[INSTRUCTIONS FOR THE TASK]
The required answer is each line in the entries below where "PathBuf" occurs.

[Saved data entries]
--- START ---

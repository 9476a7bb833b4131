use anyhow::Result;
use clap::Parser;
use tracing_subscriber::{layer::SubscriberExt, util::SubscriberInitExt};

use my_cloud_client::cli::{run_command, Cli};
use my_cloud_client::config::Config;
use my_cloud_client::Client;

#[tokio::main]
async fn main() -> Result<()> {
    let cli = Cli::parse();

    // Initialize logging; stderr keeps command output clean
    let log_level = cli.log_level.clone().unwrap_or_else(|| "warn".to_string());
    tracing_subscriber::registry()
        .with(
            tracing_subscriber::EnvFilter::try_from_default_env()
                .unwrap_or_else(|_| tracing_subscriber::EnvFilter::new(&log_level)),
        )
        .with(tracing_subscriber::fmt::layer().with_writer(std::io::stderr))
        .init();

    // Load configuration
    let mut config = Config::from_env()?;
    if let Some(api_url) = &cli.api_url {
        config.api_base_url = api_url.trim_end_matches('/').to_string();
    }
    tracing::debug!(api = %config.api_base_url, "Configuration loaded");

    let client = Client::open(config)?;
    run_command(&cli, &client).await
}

--- END ---
--- START ---

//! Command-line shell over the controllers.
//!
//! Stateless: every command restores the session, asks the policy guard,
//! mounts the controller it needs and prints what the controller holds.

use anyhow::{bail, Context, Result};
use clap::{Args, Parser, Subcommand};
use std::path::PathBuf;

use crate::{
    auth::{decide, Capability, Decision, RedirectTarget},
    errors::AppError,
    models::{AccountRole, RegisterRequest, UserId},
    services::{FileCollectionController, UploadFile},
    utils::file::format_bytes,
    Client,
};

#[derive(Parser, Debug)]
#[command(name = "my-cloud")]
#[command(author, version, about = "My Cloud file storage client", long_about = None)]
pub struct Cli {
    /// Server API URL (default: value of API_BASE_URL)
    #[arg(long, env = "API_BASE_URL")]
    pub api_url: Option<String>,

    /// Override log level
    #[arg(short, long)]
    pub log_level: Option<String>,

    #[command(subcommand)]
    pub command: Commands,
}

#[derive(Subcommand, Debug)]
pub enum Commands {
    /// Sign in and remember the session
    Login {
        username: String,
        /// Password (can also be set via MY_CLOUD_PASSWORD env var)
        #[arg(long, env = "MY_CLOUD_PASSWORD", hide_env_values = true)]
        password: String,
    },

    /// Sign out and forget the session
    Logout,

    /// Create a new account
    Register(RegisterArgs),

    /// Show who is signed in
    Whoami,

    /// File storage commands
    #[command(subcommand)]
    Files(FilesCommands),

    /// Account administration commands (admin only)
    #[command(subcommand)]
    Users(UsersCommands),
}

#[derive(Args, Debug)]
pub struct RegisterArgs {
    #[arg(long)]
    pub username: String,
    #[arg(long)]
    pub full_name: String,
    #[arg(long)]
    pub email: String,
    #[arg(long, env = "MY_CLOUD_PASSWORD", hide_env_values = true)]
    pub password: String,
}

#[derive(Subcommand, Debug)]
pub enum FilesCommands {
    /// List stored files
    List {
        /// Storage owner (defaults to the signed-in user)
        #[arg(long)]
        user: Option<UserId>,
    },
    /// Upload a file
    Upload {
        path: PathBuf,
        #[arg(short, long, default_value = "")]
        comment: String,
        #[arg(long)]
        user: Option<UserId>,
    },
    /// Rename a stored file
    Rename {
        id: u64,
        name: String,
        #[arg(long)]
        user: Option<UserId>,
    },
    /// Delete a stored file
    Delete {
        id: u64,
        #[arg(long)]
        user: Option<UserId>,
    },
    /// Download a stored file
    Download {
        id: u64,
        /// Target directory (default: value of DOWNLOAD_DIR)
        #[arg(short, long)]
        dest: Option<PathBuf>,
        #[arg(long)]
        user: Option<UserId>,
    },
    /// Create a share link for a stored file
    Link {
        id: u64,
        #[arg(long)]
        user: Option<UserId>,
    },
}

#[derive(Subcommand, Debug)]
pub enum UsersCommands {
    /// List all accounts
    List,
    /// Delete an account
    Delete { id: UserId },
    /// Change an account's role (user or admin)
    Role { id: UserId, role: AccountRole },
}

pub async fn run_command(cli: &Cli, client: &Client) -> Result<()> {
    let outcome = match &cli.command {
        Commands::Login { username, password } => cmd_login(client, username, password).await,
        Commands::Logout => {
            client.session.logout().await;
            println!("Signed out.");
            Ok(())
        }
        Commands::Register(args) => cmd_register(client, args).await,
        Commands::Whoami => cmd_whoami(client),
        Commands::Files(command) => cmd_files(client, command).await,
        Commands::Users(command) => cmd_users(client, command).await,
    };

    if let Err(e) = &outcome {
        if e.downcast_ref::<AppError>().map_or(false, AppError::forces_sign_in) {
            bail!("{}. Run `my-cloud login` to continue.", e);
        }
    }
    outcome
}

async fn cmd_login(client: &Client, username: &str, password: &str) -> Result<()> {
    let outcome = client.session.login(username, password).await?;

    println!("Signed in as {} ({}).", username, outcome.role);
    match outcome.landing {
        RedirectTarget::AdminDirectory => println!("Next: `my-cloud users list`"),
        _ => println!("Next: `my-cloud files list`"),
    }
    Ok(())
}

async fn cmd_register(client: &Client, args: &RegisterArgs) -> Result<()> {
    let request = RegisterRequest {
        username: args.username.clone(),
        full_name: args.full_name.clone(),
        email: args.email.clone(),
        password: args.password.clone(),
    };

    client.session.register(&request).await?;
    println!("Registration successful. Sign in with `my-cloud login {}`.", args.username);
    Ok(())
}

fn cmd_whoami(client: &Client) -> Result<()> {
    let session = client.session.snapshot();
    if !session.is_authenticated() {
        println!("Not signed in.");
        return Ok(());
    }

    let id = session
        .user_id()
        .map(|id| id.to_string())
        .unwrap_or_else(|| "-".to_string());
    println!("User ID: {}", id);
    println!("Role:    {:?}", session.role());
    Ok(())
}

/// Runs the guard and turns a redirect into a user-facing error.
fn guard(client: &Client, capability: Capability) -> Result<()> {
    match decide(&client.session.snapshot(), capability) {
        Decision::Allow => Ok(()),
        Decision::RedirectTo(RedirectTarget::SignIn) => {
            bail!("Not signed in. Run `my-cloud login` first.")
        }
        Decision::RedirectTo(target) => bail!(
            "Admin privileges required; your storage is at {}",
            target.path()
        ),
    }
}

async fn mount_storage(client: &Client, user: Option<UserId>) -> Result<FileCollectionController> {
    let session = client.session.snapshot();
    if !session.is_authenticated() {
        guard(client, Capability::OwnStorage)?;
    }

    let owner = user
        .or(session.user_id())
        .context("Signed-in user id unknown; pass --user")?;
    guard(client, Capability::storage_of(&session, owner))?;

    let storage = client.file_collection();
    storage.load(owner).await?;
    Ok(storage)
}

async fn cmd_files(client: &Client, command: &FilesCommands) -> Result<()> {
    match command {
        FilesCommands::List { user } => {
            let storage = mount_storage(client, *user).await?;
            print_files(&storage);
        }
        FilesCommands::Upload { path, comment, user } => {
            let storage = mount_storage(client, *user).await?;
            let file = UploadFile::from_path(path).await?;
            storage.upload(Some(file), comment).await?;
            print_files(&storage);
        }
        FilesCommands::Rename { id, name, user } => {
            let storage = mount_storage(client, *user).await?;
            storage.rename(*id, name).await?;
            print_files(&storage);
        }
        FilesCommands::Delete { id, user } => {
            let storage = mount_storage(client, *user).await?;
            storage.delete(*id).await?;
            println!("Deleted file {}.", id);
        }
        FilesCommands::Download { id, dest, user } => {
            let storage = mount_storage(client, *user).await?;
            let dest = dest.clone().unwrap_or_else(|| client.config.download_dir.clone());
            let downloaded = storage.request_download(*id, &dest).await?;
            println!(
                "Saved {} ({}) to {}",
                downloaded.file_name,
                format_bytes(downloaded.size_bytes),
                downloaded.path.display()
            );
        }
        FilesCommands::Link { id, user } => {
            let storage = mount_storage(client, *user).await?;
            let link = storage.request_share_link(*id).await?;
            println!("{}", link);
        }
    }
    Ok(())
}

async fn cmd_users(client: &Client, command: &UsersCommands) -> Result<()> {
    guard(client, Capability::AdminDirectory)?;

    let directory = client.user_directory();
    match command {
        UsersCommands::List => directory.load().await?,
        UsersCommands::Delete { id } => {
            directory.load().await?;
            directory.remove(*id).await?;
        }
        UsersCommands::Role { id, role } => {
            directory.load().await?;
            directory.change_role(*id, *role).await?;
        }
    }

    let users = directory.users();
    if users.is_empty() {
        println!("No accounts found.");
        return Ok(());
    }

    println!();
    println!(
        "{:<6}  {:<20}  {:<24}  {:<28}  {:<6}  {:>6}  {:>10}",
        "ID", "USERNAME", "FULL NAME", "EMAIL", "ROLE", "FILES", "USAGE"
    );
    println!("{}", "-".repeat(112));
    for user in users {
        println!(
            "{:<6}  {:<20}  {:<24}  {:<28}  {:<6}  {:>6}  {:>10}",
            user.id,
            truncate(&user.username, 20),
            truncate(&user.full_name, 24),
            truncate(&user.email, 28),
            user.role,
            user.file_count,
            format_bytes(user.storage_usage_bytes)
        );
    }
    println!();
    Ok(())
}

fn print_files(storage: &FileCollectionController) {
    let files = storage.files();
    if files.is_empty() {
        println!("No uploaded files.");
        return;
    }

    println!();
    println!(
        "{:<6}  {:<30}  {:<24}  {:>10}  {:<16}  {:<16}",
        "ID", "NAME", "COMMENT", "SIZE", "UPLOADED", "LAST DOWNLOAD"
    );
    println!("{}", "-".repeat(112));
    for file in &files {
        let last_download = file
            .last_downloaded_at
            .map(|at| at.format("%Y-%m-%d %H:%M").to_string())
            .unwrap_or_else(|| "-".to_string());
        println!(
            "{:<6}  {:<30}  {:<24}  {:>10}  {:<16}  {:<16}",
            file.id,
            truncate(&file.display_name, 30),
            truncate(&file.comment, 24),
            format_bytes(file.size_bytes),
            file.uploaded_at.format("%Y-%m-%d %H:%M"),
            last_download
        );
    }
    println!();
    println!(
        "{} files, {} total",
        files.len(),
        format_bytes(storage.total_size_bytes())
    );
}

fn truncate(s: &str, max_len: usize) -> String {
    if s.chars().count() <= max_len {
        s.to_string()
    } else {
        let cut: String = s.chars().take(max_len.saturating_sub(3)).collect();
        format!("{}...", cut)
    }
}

--- END ---

[RESPONSE AREA]
use std::path::PathBuf;
        path: PathBuf,
        dest: Option<PathBuf>,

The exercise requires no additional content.